Bunun anlamı şudur: Burjuvazi, işçi sınıfını, geniş emekçi yığınları aldatmak, bölüp güçsüz düşürmek için ürettiği yalanları, kurduğu tuzakları çeşitlendirip büyütüyor. Yalanların, tuzakların yetmediği durumlarda baskı, şiddet, zorbalık ve zulüm yöntemlerini daha yetkin biçimde devreye sokuyor. İktidarlar, emekçi kitlelerin başını kaldırmasını engellemek için baskı ve zorbalığı en sistematik biçimde uyguluyor. Bu amaçla nice ülkede baskıcı, otoriter, faşist rejimler kuruluyor. Bu rejimler eliyle, demokratik hak ve özgürlükler ortadan kaldırılıyor. Her türlü hak arama mücadelesi, protesto ve eylem gayrimeşru ilan edilip ezilmek, toplum, güvenlik ve beka bahanesiyle zapturapt altına alınmak isteniyor. İşçi ve emekçiler, gençler, kapitalizm ve yarattığı kötülükler karşısında eli kolu bağlıymış gibi oturmaya, boyun eğmeye zorlanıyor.

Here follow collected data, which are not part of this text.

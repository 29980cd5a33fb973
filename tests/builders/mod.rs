//! Shared test fixture: an in-memory hunk container builder.

use amidoor::hunk::{HUNK_BSS, HUNK_CODE, HUNK_DATA, HUNK_END, HUNK_HEADER, HUNK_RELOC32};

struct HunkSpec {
    kind: u32,
    payload: Vec<u8>,
    alloc_words: u32,
    relocs: Vec<(u32, Vec<u32>)>,
}

/// Assembles syntactically valid hunk containers for tests.
///
/// Hunks are emitted in the order they are added; `reloc` attaches a
/// relocation group to the most recently added hunk.
pub struct ContainerBuilder {
    hunks: Vec<HunkSpec>,
}

impl ContainerBuilder {
    pub fn new() -> Self {
        ContainerBuilder { hunks: Vec::new() }
    }

    /// Add a code hunk assembled from opcode words, zero-padded to a
    /// longword boundary.
    pub fn code(mut self, words: &[u16]) -> Self {
        let mut payload = Vec::with_capacity(words.len() * 2);
        for &word in words {
            payload.extend_from_slice(&word.to_be_bytes());
        }
        self.push(HUNK_CODE, payload);
        self
    }

    /// Add a data hunk with the given raw bytes.
    #[allow(dead_code)]
    pub fn data(mut self, bytes: &[u8]) -> Self {
        self.push(HUNK_DATA, bytes.to_vec());
        self
    }

    /// Add a bss hunk of `size_words` longwords.
    #[allow(dead_code)]
    pub fn bss(mut self, size_words: u32) -> Self {
        self.hunks.push(HunkSpec {
            kind: HUNK_BSS,
            payload: Vec::new(),
            alloc_words: size_words,
            relocs: Vec::new(),
        });
        self
    }

    /// Attach a relocation group (offsets referencing `target`) to the most
    /// recently added hunk.
    #[allow(dead_code)]
    pub fn reloc(mut self, target: u32, offsets: &[u32]) -> Self {
        let hunk = self.hunks.last_mut().unwrap();
        hunk.relocs.push((target, offsets.to_vec()));
        self
    }

    /// Serialize to container bytes.
    pub fn build(self) -> Vec<u8> {
        let mut words: Vec<u32> = vec![
            HUNK_HEADER,
            0,
            self.hunks.len() as u32,
            0,
            self.hunks.len() as u32 - 1,
        ];
        for hunk in &self.hunks {
            words.push(hunk.alloc_words);
        }
        for hunk in &self.hunks {
            words.push(hunk.kind);
            if hunk.kind == HUNK_BSS {
                words.push(hunk.alloc_words);
            } else {
                words.push(hunk.payload.len() as u32 / 4);
                for chunk in hunk.payload.chunks(4) {
                    let mut bytes = [0u8; 4];
                    bytes[..chunk.len()].copy_from_slice(chunk);
                    words.push(u32::from_be_bytes(bytes));
                }
            }
            if !hunk.relocs.is_empty() {
                words.push(HUNK_RELOC32);
                for (target, offsets) in &hunk.relocs {
                    words.push(offsets.len() as u32);
                    words.push(*target);
                    words.extend_from_slice(offsets);
                }
                words.push(0);
            }
            words.push(HUNK_END);
        }

        let mut data = Vec::with_capacity(words.len() * 4);
        for word in words {
            data.extend_from_slice(&word.to_be_bytes());
        }
        data
    }

    fn push(&mut self, kind: u32, mut payload: Vec<u8>) {
        while payload.len() % 4 != 0 {
            payload.push(0);
        }
        self.hunks.push(HunkSpec {
            kind,
            alloc_words: payload.len() as u32 / 4,
            payload,
            relocs: Vec::new(),
        });
    }
}
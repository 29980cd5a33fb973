//! AmigaOS hunk container parsing and installation.
//!
//! Door binaries ship in the hunk format: a self-describing sequence of
//! big-endian 32-bit words laying out code, data and zero-filled segments plus
//! the relocations needed to patch absolute addresses once segment placement is
//! known. This module parses that container into a typed [`BinaryImage`] and
//! installs it into a [`crate::memory::MemoryImage`].
//!
//! # Architecture
//!
//! Loading is strictly two-phase:
//!
//! 1. **Parse** ([`BinaryImage::parse`]) walks the container once. Segment
//!    addresses are bump-allocated from the load base while the header is read,
//!    so every address is fixed before the first record body is touched.
//! 2. **Install** ([`BinaryImage::install`]) copies segment bytes into emulated
//!    memory and applies each relocation exactly once. Because all segment
//!    addresses were fixed in phase 1, relocations are purely additive and
//!    their application order cannot matter.
//!
//! Unknown record kinds (symbols, debug data, future extensions) are skipped to
//! the next end-of-segment marker rather than aborting the parse; auxiliary
//! data must never break loading.
//!
//! # Key Components
//!
//! - [`BinaryImage`] - Parsed container: segments, relocations, entry point
//! - [`Segment`] / [`SegmentKind`] - One placed chunk of code, data or bss
//! - [`Relocation`] - A single 32-bit patch site
//!
//! # Usage Examples
//!
//! ```rust,no_run
//! use amidoor::hunk::BinaryImage;
//! use amidoor::memory::MemoryImage;
//! use std::path::Path;
//!
//! let image = BinaryImage::from_file(Path::new("doors/tradewars"))?;
//! let mut memory = MemoryImage::new(0x0010_0000);
//! image.install(&mut memory)?;
//! println!("entry point at {:#010x}", image.entry_point());
//! # Ok::<(), amidoor::Error>(())
//! ```

mod image;
mod parser;

pub use image::{BinaryImage, Relocation, Segment, SegmentKind};

/// Container tag starting every loadable hunk file.
pub const HUNK_HEADER: u32 = 0x3F3;
/// A code segment: size in words followed by the payload.
pub const HUNK_CODE: u32 = 0x3E9;
/// An initialized data segment: size in words followed by the payload.
pub const HUNK_DATA: u32 = 0x3EA;
/// A zero-filled segment: size in words, no payload.
pub const HUNK_BSS: u32 = 0x3EB;
/// 32-bit relocation table: `(count, target, offset*count)` groups, zero-terminated.
pub const HUNK_RELOC32: u32 = 0x3EC;
/// End-of-segment marker; advances the current segment index.
pub const HUNK_END: u32 = 0x3F2;
/// Symbol table, skipped.
pub const HUNK_SYMBOL: u32 = 0x3F0;
/// Debug data, skipped.
pub const HUNK_DEBUG: u32 = 0x3F1;

/// Mask clearing the memory-attribute flag bits (30 and 31) from size words
/// and record tags.
pub const HUNK_SIZE_MASK: u32 = 0x3FFF_FFFF;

İsrail’in tüm dünyanın gözleri önünde Gazze’de yürüttüğü katliamı, öldürdüğü on binlerce kadın ve çocuğu düşünelim. İsrailli egemenler, 7 Ekim saldırısını bahane edip “beka sorunu” ile karşı karşıya olduklarını söylüyorlar. Uyguladıkları vahşeti “kendini koruma hakkı” kılıfına sokmaya çalışıyorlar. Peki faşist Netanyahu’nun ve hükümetin katliamlarına karşı çıkan, iki halk olarak barış ve kardeşlik içinde yaşamak istediklerini söyleyen İsrailli emekçilerin başına neler geliyor? Onlar vatan haini olarak yaftalanıyor, şiddet görüyor, cezalandırılıyorlar.
ABD’li egemenler kameralar önünde İsrail devletine nazikçe “aman dikkat, sivilleri öldürmeyin” mesajları gönderiyor. On binlerce sivil, kadın ve çocuk öldürülmüşken “kırmızıçizgimiz henüz aşılmadı” diyerek İsrail’e son teknoloji silahlar göndermeye devam ediyor. Gazze halkı soykırımla karşı karşıyayken İsrail’in “varoluş hakkından” bahsediyor. Peki, ABD’deki üniversitelerde bu katliama isyan eden, iktidara “İsrail’i silahlandırmayı bırakın” diyen gençler nasıl bir muamele görüyor? Onlar polisin atları altında çiğneniyor, işkence görüyor, tutuklanıyor, terörist, kışkırtıcı ilan ediliyor. Çünkü İsrail’in politikaları, Ortadoğu’da güçlü bir İsrail’in varlığı, emperyalist sistemin tepesindeki konumunu korumak isteyen ABD’nin egemenlerinin çıkarlarına uygun düşüyor. İngiltere başta olmak üzere pek çok Avrupa ülkesinde işçiler, emekçiler, gençler Gazze’deki katliamın durdurulması için sokaklara dökülüyor. Bu ülkelerin egemenleri de “İsrail katliamı durdursun” diyenleri antisemitik, yani Yahudi düşmanı olmakla suçluyorlar. Taleplerinin, eylemlerinin “dehşet verici” olduğunu ileri sürüyorlar. Filistin davasının savunucusu pozlarını takınmaya pek hevesli Arap devletlerinin egemenleri, hâlâ İsrail’le ilişkilerin bozulmaması gerektiği üzerine nutuklar atıyorlar.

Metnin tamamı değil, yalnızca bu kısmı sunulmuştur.